● **How to complete this task**
Copy verbatim the material from its first line to the line that holds "token, injected by", including that line.

====== Supplied material ======

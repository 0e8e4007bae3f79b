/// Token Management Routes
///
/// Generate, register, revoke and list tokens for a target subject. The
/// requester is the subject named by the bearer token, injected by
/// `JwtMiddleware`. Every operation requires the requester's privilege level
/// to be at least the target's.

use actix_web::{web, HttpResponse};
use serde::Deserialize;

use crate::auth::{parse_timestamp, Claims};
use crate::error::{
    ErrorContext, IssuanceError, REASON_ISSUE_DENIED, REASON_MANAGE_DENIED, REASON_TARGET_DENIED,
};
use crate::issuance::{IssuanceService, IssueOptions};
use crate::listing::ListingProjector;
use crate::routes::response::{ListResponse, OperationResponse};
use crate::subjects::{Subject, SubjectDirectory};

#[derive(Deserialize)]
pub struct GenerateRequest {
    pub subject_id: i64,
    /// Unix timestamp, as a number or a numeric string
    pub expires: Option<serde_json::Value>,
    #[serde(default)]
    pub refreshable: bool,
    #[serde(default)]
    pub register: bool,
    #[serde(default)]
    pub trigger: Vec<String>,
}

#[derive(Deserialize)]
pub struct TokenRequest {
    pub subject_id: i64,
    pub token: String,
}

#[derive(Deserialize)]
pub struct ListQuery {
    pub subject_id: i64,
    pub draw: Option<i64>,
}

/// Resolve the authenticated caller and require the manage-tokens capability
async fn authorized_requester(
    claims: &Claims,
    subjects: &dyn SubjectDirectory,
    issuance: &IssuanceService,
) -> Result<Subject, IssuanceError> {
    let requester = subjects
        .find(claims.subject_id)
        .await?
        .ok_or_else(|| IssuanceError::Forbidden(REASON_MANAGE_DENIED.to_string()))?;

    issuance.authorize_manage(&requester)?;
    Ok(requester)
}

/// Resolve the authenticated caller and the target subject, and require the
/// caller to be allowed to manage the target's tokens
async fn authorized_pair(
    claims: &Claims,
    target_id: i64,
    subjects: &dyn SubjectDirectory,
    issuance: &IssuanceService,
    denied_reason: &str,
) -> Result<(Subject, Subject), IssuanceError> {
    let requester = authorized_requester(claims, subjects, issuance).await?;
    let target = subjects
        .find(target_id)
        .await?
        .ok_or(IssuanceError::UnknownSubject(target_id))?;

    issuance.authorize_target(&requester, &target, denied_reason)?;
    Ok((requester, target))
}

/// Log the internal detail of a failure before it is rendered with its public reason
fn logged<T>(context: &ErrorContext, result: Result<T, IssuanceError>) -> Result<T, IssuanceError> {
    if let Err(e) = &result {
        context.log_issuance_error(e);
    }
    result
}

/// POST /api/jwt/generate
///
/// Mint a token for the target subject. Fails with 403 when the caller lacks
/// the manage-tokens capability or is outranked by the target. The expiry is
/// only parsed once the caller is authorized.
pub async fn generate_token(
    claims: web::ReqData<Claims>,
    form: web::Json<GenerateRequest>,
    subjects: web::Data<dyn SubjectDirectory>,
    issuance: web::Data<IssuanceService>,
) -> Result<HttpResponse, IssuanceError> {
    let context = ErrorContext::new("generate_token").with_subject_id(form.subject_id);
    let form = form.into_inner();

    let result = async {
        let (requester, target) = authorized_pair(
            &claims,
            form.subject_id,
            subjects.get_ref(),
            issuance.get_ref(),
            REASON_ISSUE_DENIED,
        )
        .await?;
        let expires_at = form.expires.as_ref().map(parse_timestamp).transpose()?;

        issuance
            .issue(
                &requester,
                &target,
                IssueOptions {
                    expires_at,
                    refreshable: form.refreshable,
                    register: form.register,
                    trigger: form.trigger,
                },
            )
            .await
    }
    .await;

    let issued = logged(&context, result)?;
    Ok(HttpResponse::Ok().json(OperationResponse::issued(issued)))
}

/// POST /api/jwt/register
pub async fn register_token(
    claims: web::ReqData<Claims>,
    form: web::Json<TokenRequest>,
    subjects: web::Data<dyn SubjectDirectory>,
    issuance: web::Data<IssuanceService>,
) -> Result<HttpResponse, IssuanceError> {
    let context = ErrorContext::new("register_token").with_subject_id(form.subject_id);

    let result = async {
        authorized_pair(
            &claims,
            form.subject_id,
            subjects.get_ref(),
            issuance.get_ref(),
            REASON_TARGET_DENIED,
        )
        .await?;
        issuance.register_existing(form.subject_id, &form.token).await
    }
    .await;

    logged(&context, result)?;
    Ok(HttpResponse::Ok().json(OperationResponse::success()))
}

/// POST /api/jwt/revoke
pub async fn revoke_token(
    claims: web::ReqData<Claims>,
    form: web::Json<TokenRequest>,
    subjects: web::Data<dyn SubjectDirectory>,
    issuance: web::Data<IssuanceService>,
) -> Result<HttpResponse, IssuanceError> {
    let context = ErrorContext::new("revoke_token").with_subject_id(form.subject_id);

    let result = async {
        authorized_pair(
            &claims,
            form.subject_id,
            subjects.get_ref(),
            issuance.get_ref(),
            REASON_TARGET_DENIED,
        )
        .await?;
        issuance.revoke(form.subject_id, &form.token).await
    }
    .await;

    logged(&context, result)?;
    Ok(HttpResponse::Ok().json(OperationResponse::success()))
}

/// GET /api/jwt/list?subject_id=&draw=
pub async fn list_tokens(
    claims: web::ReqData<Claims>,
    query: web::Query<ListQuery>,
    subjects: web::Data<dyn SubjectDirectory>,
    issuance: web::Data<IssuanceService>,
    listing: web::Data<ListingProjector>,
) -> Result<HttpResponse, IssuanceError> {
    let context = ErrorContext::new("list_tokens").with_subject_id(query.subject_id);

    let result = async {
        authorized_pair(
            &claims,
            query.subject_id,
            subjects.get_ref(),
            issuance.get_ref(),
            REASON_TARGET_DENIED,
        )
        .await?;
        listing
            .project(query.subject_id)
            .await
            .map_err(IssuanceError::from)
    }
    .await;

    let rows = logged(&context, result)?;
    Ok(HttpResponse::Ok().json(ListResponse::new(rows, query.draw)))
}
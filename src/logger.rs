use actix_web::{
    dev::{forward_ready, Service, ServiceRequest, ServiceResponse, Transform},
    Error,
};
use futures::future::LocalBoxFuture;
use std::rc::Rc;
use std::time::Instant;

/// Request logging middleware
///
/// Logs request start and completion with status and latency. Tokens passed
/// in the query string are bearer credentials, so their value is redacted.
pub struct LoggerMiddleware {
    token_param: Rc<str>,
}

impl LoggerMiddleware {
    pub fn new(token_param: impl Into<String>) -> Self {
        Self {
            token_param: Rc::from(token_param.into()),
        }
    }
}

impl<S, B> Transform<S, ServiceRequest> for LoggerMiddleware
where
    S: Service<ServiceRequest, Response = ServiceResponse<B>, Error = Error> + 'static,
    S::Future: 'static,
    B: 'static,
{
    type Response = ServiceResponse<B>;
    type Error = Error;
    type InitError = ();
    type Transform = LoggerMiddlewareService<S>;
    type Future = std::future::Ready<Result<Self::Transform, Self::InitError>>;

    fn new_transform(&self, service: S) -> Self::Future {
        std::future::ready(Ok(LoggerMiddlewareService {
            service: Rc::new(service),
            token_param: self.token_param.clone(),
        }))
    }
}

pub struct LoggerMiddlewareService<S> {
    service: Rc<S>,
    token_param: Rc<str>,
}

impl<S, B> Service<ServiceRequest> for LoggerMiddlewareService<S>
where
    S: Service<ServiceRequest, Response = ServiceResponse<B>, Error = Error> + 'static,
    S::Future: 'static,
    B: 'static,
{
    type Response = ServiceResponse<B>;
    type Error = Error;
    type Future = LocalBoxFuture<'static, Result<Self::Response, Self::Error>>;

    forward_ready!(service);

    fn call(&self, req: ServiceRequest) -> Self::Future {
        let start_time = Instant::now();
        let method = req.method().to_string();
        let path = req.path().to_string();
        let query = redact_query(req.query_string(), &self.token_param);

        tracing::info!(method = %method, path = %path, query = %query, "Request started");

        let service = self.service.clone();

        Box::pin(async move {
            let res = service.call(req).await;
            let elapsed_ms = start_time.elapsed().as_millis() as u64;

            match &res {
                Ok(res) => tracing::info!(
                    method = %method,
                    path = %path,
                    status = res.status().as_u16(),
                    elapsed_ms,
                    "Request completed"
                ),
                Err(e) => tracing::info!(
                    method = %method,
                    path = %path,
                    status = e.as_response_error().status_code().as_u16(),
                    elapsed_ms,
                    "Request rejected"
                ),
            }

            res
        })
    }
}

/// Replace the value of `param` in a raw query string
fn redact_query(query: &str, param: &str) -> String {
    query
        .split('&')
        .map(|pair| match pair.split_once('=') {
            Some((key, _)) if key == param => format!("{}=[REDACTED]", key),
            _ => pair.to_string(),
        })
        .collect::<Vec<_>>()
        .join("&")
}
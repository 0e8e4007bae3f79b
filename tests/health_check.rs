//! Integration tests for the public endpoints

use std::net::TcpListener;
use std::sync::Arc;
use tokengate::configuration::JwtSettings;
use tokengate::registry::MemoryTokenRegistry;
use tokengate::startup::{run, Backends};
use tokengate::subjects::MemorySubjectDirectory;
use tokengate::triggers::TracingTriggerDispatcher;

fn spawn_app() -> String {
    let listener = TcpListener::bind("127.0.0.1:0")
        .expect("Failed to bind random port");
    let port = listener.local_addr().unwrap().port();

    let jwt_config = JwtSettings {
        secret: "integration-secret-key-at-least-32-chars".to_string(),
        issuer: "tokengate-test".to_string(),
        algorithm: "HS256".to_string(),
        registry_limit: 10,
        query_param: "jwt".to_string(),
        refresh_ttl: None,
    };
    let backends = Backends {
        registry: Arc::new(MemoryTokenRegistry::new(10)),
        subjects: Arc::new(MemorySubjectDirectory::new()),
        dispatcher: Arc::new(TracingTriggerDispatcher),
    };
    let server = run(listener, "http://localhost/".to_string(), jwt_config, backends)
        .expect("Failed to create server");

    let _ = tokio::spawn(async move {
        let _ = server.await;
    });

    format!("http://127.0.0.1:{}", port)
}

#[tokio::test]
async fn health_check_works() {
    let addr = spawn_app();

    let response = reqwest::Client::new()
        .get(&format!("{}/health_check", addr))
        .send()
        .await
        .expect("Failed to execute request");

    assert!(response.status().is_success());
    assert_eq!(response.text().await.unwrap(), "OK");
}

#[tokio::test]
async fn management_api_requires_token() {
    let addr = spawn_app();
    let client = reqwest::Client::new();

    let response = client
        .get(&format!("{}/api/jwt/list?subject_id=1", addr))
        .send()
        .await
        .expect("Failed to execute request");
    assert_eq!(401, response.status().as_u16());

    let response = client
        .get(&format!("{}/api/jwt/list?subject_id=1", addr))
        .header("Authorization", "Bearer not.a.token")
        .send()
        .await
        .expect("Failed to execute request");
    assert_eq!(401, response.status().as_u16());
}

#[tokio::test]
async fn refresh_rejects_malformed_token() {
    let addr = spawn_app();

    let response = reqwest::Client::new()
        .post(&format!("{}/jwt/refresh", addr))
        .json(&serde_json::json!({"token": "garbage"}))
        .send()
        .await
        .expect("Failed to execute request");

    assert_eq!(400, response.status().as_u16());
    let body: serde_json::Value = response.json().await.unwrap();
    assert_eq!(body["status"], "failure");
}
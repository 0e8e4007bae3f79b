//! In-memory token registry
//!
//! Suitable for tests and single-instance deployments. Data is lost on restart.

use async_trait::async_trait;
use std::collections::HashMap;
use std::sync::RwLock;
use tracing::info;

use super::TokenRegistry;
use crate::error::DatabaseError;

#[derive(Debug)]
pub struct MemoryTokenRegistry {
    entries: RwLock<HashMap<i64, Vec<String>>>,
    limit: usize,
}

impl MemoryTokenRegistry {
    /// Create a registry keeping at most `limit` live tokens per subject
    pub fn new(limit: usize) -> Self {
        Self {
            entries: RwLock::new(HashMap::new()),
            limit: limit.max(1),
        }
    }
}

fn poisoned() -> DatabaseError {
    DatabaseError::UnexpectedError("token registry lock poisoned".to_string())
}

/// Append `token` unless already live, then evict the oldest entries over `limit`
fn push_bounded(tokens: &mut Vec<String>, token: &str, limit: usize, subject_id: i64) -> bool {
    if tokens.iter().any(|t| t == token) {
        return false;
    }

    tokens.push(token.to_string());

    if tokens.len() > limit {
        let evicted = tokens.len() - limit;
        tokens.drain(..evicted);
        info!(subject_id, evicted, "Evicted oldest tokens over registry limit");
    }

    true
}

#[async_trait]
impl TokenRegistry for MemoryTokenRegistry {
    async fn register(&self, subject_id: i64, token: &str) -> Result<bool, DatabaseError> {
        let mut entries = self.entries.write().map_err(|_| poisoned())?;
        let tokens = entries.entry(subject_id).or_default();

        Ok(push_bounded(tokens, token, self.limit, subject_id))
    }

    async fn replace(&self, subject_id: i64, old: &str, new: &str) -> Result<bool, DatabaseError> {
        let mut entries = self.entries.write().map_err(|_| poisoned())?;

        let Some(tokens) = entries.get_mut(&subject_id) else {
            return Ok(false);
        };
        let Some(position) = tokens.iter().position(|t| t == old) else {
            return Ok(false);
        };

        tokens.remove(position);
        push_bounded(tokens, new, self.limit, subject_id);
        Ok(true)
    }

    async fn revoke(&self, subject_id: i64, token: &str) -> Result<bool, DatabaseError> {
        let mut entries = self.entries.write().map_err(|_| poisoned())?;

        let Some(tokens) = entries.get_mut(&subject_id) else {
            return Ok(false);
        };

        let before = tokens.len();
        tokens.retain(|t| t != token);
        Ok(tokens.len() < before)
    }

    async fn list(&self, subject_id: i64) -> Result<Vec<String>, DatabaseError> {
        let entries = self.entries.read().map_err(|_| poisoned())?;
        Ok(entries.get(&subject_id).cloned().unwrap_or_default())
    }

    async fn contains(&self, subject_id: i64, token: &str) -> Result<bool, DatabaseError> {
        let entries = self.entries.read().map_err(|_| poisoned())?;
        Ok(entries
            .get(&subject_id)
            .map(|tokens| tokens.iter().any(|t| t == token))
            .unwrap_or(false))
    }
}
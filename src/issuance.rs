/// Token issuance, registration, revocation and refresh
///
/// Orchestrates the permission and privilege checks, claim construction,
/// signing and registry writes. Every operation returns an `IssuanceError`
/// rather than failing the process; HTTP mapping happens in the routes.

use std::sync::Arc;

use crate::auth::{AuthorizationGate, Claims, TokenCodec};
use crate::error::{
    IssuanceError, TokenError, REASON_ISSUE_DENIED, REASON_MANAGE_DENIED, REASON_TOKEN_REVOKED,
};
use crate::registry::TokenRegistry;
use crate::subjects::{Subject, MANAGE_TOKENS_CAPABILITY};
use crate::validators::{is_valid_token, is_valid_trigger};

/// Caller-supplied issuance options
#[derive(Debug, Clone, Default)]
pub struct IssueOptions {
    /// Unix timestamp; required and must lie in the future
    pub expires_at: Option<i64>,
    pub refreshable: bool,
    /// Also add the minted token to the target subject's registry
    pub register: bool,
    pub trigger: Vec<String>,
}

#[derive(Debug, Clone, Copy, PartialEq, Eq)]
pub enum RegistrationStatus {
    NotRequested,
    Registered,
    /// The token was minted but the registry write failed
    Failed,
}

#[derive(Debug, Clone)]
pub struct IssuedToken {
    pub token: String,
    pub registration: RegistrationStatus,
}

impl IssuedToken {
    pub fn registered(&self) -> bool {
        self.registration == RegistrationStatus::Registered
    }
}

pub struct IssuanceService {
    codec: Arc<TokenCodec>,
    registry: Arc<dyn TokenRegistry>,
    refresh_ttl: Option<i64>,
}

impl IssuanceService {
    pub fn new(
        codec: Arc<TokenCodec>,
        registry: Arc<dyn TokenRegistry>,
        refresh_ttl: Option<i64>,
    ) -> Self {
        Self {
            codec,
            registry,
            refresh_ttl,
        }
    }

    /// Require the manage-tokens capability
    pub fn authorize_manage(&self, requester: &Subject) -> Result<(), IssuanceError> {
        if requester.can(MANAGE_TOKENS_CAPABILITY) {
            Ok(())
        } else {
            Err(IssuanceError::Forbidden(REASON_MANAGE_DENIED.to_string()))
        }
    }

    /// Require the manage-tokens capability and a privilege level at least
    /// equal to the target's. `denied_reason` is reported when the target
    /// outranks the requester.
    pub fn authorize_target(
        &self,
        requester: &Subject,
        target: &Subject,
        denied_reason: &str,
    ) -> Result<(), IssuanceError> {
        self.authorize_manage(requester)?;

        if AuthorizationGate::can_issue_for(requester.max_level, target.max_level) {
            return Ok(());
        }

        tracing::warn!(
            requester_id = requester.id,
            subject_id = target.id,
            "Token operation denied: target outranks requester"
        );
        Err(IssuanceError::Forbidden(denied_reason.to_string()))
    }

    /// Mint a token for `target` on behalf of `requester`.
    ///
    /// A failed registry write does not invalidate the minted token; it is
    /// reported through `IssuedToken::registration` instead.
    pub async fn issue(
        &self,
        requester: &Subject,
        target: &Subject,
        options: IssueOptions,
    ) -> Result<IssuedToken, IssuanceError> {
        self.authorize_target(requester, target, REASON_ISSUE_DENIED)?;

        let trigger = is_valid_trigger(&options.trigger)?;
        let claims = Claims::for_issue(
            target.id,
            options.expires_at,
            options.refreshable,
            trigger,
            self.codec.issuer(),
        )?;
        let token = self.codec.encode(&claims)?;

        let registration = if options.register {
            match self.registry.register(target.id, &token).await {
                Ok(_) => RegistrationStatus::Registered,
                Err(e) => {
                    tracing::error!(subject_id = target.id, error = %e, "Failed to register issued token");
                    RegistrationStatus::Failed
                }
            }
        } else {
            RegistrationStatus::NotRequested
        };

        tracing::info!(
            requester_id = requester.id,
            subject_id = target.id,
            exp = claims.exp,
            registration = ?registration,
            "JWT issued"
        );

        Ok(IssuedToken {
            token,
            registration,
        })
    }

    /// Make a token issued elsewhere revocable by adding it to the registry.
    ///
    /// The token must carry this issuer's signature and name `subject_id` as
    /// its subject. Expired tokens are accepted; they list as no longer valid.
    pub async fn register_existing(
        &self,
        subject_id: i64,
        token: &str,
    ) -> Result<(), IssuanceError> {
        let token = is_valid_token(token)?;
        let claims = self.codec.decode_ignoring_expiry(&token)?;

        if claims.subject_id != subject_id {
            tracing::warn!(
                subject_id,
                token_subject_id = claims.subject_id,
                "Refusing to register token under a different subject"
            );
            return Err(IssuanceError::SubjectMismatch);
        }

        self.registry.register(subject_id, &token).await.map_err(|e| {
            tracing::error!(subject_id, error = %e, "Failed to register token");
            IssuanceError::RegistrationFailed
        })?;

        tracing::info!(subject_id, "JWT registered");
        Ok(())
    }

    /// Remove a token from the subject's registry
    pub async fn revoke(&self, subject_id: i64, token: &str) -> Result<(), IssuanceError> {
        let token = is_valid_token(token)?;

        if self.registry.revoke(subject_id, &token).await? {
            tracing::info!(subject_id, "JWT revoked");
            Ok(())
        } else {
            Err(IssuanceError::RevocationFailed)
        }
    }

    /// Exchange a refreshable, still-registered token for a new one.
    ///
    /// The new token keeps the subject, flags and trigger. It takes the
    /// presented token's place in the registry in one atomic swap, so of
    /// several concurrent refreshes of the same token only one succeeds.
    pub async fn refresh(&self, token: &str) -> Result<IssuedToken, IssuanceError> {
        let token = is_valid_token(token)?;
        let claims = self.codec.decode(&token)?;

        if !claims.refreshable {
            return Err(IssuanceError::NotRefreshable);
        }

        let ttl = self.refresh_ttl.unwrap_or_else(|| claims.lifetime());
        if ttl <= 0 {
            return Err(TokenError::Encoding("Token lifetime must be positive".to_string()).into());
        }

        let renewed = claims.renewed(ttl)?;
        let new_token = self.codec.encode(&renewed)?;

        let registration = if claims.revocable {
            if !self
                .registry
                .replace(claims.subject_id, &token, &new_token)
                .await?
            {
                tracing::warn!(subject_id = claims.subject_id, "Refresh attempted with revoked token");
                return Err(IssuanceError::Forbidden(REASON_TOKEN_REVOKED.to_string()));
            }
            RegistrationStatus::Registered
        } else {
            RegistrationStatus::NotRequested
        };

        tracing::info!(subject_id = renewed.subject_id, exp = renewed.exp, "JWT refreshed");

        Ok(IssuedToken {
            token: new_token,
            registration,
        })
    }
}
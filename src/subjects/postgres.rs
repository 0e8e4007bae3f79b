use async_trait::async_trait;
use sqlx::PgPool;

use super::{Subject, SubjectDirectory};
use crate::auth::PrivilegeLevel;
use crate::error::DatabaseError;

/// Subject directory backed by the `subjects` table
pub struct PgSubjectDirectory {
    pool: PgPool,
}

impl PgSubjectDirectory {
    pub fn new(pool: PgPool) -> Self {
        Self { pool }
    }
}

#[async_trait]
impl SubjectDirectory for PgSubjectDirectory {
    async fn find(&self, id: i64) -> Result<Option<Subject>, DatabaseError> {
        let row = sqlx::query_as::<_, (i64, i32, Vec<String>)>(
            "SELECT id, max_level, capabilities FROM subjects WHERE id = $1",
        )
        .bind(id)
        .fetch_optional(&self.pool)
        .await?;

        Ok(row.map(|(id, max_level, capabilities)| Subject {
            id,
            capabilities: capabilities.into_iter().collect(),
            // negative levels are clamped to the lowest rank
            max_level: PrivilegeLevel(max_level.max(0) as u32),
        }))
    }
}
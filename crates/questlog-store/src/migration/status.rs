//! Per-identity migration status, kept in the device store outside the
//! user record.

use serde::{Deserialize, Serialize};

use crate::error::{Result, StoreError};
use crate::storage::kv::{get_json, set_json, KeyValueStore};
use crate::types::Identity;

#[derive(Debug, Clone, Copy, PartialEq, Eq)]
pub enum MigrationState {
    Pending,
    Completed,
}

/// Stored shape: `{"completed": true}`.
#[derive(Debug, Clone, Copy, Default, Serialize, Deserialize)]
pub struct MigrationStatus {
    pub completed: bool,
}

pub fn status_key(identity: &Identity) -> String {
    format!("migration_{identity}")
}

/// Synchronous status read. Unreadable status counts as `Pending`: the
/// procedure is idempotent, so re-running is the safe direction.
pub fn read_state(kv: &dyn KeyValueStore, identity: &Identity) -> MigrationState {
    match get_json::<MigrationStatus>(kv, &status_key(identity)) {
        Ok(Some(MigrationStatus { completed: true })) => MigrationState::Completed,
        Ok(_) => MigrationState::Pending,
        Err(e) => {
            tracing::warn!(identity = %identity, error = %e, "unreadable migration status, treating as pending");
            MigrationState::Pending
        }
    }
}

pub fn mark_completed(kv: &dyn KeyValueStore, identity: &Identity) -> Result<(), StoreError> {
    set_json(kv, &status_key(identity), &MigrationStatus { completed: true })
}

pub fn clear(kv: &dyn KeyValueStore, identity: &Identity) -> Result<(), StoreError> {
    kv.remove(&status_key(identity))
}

======

● **Answer to the exercise**
repository 0e8e4007bae3f79b
/// Token Management Routes
///
/// Generate, register, revoke and list tokens for a target subject. The
/// requester is the subject named by the bearer token, injected by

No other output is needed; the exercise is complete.